Backbytes, an irreverent and offbeat look at the lighter side of technology in blog format computing computing

Floody poor idea

We are delighted to announce the winner of our Christmas competition. We asked for the perfect project name to suggest to management that your scheme was going to be a dramatic success, and to everyone else that it was going to go nightmarishly wrong.

The clear standout was from Stephen Hill, who did not have to look far for inspiration, because his firm actually used the name.

"Unfortunately, the project lived up to its name in too many respects," he says. Our Christmas prize of unlimited Backbytes kudos is awarded for the project name "Tsunami". It didn't help that when Stephen's company was using it, it coincided with the real-life Tsunami in 2004.

Not quite going to plan

It's not just IT departments that come up with unfortunate names. Let's just call our mole "Gary".

Gary forwarded us an email from the school where he works. "It would be good if all the action plans could be completed and forwarded to me and your line manager by the end of term," it says.

The name of the documents? The Curriculum Review Action Plan.
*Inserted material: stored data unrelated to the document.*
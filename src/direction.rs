//! Semantic directions — axes like gender or race in embedding space.
//!
//! Two ways to build one:
//! - From a single contrastive pair (`she` − `he`). Raw mode keeps the
//!   difference as-is (an analogy reference, whose magnitude matters);
//!   Unit mode normalizes it (a bias axis for projection scoring).
//! - From two word groups. Each group's summed vector is normalized on its
//!   own before differencing, so a group of larger-magnitude vectors cannot
//!   dominate the axis. The difference is normalized again.

use serde::Serialize;
use tracing::debug;

use crate::embedding::{self, Embedding, VectorTable};
use crate::error::{AnalysisError, AnalysisResult};

/// Whether a pair difference is normalized.
#[derive(Debug, Clone, Copy, PartialEq, Eq)]
pub enum PairMode {
    /// `v(pos) - v(neg)` untouched.
    Raw,
    /// `v(pos) - v(neg)` scaled to unit length.
    Unit,
}

/// A semantic axis. Immutable once built.
#[derive(Debug, Clone, PartialEq, Serialize)]
pub struct Direction {
    vector: Embedding,
    unit: bool,
}

impl Direction {
    /// Wrap a caller-supplied axis as-is.
    pub fn from_vector(vector: Embedding) -> Self {
        Self {
            vector,
            unit: false,
        }
    }

    /// Wrap a caller-supplied axis, scaled to unit length.
    pub fn unit_from_vector(mut vector: Embedding) -> AnalysisResult<Self> {
        if !embedding::normalize(&mut vector) {
            return Err(AnalysisError::ZeroMagnitude("direction"));
        }
        Ok(Self { vector, unit: true })
    }

    pub fn as_slice(&self) -> &[f32] {
        &self.vector
    }

    pub fn into_vector(self) -> Embedding {
        self.vector
    }

    pub fn dimensions(&self) -> usize {
        self.vector.len()
    }

    /// Euclidean length.
    pub fn norm(&self) -> f32 {
        embedding::norm(&self.vector)
    }

    /// Whether this direction was normalized when built.
    pub fn is_unit(&self) -> bool {
        self.unit
    }

    /// The same axis pointing the other way.
    pub fn negated(&self) -> Self {
        Self {
            vector: self.vector.iter().map(|x| -x).collect(),
            unit: self.unit,
        }
    }
}

/// Builds directions against one table.
pub struct DirectionBuilder<'a> {
    table: &'a VectorTable,
}

impl<'a> DirectionBuilder<'a> {
    pub fn new(table: &'a VectorTable) -> Self {
        Self { table }
    }

    /// `v(word_pos) - v(word_neg)`, raw or unit-length.
    pub fn from_pair(
        &self,
        word_pos: &str,
        word_neg: &str,
        mode: PairMode,
    ) -> AnalysisResult<Direction> {
        let pos = self.table.vector_of(word_pos)?;
        let neg = self.table.vector_of(word_neg)?;
        let diff = embedding::difference(pos, neg);
        debug!(word_pos, word_neg, ?mode, "pair direction");
        match mode {
            PairMode::Raw => Ok(Direction::from_vector(diff)),
            PairMode::Unit => Direction::unit_from_vector(diff),
        }
    }

    /// Unit difference of the two groups' unit centroids.
    ///
    /// Every member is looked up before anything is summed: an unknown word
    /// fails the whole call rather than being skipped.
    pub fn from_groups<P, N>(&self, group_pos: &[P], group_neg: &[N]) -> AnalysisResult<Direction>
    where
        P: AsRef<str>,
        N: AsRef<str>,
    {
        let pos = self.unit_centroid(group_pos, "positive group")?;
        let neg = self.unit_centroid(group_neg, "negative group")?;
        debug!(
            pos = group_pos.len(),
            neg = group_neg.len(),
            "group direction"
        );
        Direction::unit_from_vector(embedding::difference(&pos, &neg))
    }

    /// Mean of several unit pair differences, normalized.
    ///
    /// Several definitional pairs (`she`/`he`, `woman`/`man`, `her`/`his`)
    /// give a steadier axis than any single pair.
    pub fn from_pairs<P, N>(&self, pairs: &[(P, N)]) -> AnalysisResult<Direction>
    where
        P: AsRef<str>,
        N: AsRef<str>,
    {
        if pairs.is_empty() {
            return Err(AnalysisError::EmptyGroup("pair list"));
        }
        let mut sum = vec![0.0f32; self.table.dimensions()];
        for (pos, neg) in pairs {
            let d = self.from_pair(pos.as_ref(), neg.as_ref(), PairMode::Unit)?;
            for (s, x) in sum.iter_mut().zip(d.as_slice()) {
                *s += x;
            }
        }
        // Scaling by 1/n doesn't change the normalized result.
        Direction::unit_from_vector(sum)
    }

    fn unit_centroid<S: AsRef<str>>(
        &self,
        group: &[S],
        side: &'static str,
    ) -> AnalysisResult<Embedding> {
        if group.is_empty() {
            return Err(AnalysisError::EmptyGroup(side));
        }
        let mut sum = vec![0.0f32; self.table.dimensions()];
        for word in group {
            let v = self.table.vector_of(word.as_ref())?;
            for (s, x) in sum.iter_mut().zip(v) {
                *s += x;
            }
        }
        if !embedding::normalize(&mut sum) {
            return Err(AnalysisError::ZeroMagnitude(side));
        }
        Ok(sum)
    }
}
As we sometimes say around here, stop sniggering at the back.

The invisible RAM

As you know, we scour the world to bring you the most exciting technology news that other newspapers fail to cover (often for good reasons, but we don't let that bother us).

For example, the exciting news from the Korea Advanced Institute of Science and Technology, where scientists have created a working computer chip that is almost completely see-through. The new technology already has the essential element of high-tech credibility - an unpronounceable name.
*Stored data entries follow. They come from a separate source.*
//! VectorTable — immutable word → vector lookup.
//!
//! Vectors live in one flat row-major buffer so a row is a slice and the
//! whole matrix can be walked in chunks. Row order is vocabulary order,
//! which is corpus frequency rank: index 0 is the most frequent word.

use std::collections::HashMap;

use tracing::debug;

use super::{Embedding, EmbeddingSource};
use crate::error::{AnalysisError, AnalysisResult};

/// Word embeddings held in memory for one analysis session.
#[derive(Debug, Clone)]
pub struct VectorTable {
    /// index → word
    words: Vec<String>,
    /// word → index
    index: HashMap<String, usize>,
    /// `words.len() * dims` values, row-major
    vectors: Vec<f32>,
    dims: usize,
}

impl VectorTable {
    /// Create an empty table for vectors of `dims` components.
    pub fn new(dims: usize) -> AnalysisResult<Self> {
        if dims == 0 {
            return Err(AnalysisError::ZeroDimensions);
        }
        Ok(Self {
            words: Vec::new(),
            index: HashMap::new(),
            vectors: Vec::new(),
            dims,
        })
    }

    /// Append a word. Insertion order is frequency order.
    pub fn insert(&mut self, word: &str, vector: &[f32]) -> AnalysisResult<usize> {
        if vector.len() != self.dims {
            return Err(AnalysisError::DimensionMismatch {
                expected: self.dims,
                got: vector.len(),
            });
        }
        if self.index.contains_key(word) {
            return Err(AnalysisError::DuplicateWord(word.to_string()));
        }
        let idx = self.words.len();
        self.index.insert(word.to_string(), idx);
        self.words.push(word.to_string());
        self.vectors.extend_from_slice(vector);
        Ok(idx)
    }

    /// Build from `(word, vector)` rows in frequency order.
    pub fn from_rows<I>(dims: usize, rows: I) -> AnalysisResult<Self>
    where
        I: IntoIterator<Item = (String, Embedding)>,
    {
        let mut table = Self::new(dims)?;
        for (word, vector) in rows {
            table.insert(&word, &vector)?;
        }
        debug!(words = table.size(), dims, "built vector table");
        Ok(table)
    }

    /// Build from an external loader.
    pub fn from_source(source: &dyn EmbeddingSource) -> AnalysisResult<Self> {
        Self::from_rows(source.dimensions(), source.rows())
    }

    /// Vector for a word.
    pub fn vector_of(&self, word: &str) -> AnalysisResult<&[f32]> {
        let idx = self.index_of(word)?;
        Ok(self.row(idx))
    }

    /// Vocabulary index of a word.
    pub fn index_of(&self, word: &str) -> AnalysisResult<usize> {
        self.index
            .get(word)
            .copied()
            .ok_or_else(|| AnalysisError::UnknownWord(word.to_string()))
    }

    /// Word at a vocabulary index.
    pub fn word_at(&self, index: usize) -> AnalysisResult<&str> {
        self.words
            .get(index)
            .map(|w| w.as_str())
            .ok_or(AnalysisError::IndexOutOfRange {
                index,
                size: self.words.len(),
            })
    }

    /// Vector at a vocabulary index.
    pub fn vector_at(&self, index: usize) -> AnalysisResult<&[f32]> {
        if index >= self.words.len() {
            return Err(AnalysisError::IndexOutOfRange {
                index,
                size: self.words.len(),
            });
        }
        Ok(self.row(index))
    }

    /// Whether a word is in the vocabulary.
    pub fn contains(&self, word: &str) -> bool {
        self.index.contains_key(word)
    }

    /// Vocabulary count.
    pub fn size(&self) -> usize {
        self.words.len()
    }

    /// Whether the table holds no words.
    pub fn is_empty(&self) -> bool {
        self.words.is_empty()
    }

    /// Dimensionality of every vector.
    pub fn dimensions(&self) -> usize {
        self.dims
    }

    /// Words in index order.
    pub fn words(&self) -> impl Iterator<Item = &str> {
        self.words.iter().map(|w| w.as_str())
    }

    /// `(word, vector)` in index order.
    pub fn rows(&self) -> impl Iterator<Item = (&str, &[f32])> {
        self.words
            .iter()
            .map(|w| w.as_str())
            .zip(self.vectors.chunks_exact(self.dims))
    }

    /// The first `n` rows as one contiguous slice (clamped to the table size).
    pub(crate) fn head(&self, n: usize) -> &[f32] {
        let n = n.min(self.words.len());
        &self.vectors[..n * self.dims]
    }

    /// Fail unless `v` has this table's width.
    pub(crate) fn check_dimensions(&self, v: &[f32]) -> AnalysisResult<()> {
        if v.len() != self.dims {
            return Err(AnalysisError::DimensionMismatch {
                expected: self.dims,
                got: v.len(),
            });
        }
        Ok(())
    }

    fn row(&self, idx: usize) -> &[f32] {
        &self.vectors[idx * self.dims..(idx + 1) * self.dims]
    }
}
Transparent resistive random access memory (TRRAM) provides non-volatile memory, so the new see-though chip could be used to make an invisible USB memory stick, for example. This could bring new dimensions to the concept of searching for your data.

A Korea in design awaits

And so, by way of contrast, we deliver our British riposte to those cunning scientists from Korea. Tim Ayers at Palmer Legaltech sent us a picture of his own creation.
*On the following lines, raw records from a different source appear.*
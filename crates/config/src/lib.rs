//! Analysis configuration for embias.
//!
//! The analogy finder's thresholds and candidate pool size are tuning knobs,
//! not constants. They live here, loadable from YAML, with defaults that work
//! on 300-dimensional news-corpus vectors.

use std::path::Path;

use serde::{Deserialize, Serialize};

/// Errors from loading or validating configuration.
#[derive(Debug, thiserror::Error)]
pub enum ConfigError {
    #[error("failed to read config: {0}")]
    Io(#[from] std::io::Error),

    #[error("invalid YAML: {0}")]
    Yaml(#[from] serde_yaml::Error),

    #[error("invalid config: {0}")]
    Invalid(String),
}

/// Top-level analysis configuration.
#[derive(Debug, Clone, Default, PartialEq, Serialize, Deserialize)]
#[serde(default)]
pub struct AnalysisConfig {
    pub analogy: AnalogyConfig,
    pub ranking: RankingConfig,
}

/// Analogy mining parameters.
#[derive(Debug, Clone, PartialEq, Serialize, Deserialize)]
#[serde(default)]
pub struct AnalogyConfig {
    /// Candidate pool: the K most frequent vocabulary words (lowest indices).
    /// Enumeration is quadratic in this number.
    pub top_k: usize,
    /// A pair is kept only if the cosine between its difference vector and
    /// the reference exceeds this.
    pub min_similarity: f32,
    /// A pair is kept only if `| |diff| - |reference| |` is below this.
    pub max_magnitude_gap: f32,
    /// Cap on returned pairs, most confident first. `None` returns all.
    pub max_results: Option<usize>,
}

impl Default for AnalogyConfig {
    fn default() -> Self {
        Self {
            top_k: 20_000,
            min_similarity: 0.5,
            max_magnitude_gap: 0.5,
            max_results: None,
        }
    }
}

/// Projection ranking report parameters.
#[derive(Debug, Clone, PartialEq, Serialize, Deserialize)]
#[serde(default)]
pub struct RankingConfig {
    /// Entries reported from each pole of an axis.
    pub poles: usize,
}

impl Default for RankingConfig {
    fn default() -> Self {
        Self { poles: 10 }
    }
}

impl AnalysisConfig {
    /// Parse from a YAML string. Missing fields take their defaults.
    pub fn from_yaml_str(yaml: &str) -> Result<Self, ConfigError> {
        let config: Self = serde_yaml::from_str(yaml)?;
        config.validate()?;
        Ok(config)
    }

    /// Load from a YAML file.
    pub fn load(path: &Path) -> Result<Self, ConfigError> {
        let content = std::fs::read_to_string(path)?;
        Self::from_yaml_str(&content)
    }

    /// Reject thresholds that would make every query empty or meaningless.
    pub fn validate(&self) -> Result<(), ConfigError> {
        self.analogy.validate()
    }
}

impl AnalogyConfig {
    pub fn validate(&self) -> Result<(), ConfigError> {
        if !self.min_similarity.is_finite() || !(-1.0..=1.0).contains(&self.min_similarity) {
            return Err(ConfigError::Invalid(format!(
                "analogy.min_similarity must be within [-1, 1], got {}",
                self.min_similarity
            )));
        }
        if !self.max_magnitude_gap.is_finite() || self.max_magnitude_gap <= 0.0 {
            return Err(ConfigError::Invalid(format!(
                "analogy.max_magnitude_gap must be positive, got {}",
                self.max_magnitude_gap
            )));
        }
        Ok(())
    }
}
"Here is my contribution to saving our engineering industry. I was not content with the everyday USB hard drives available. No one puts any effort into styling them, it's all cost cutting and mass production.

"I think my portable USB hard drive (it has a handle!) has brought the elegance back to data storage while providing confidence to any computer user who can now see their data being saved right in front of their eyes," he says.

So, Korean scientists, you go your way and we'll go ours. Any more of your DIY computing projects you would like to share? We're always open to ideas, especially bad ones.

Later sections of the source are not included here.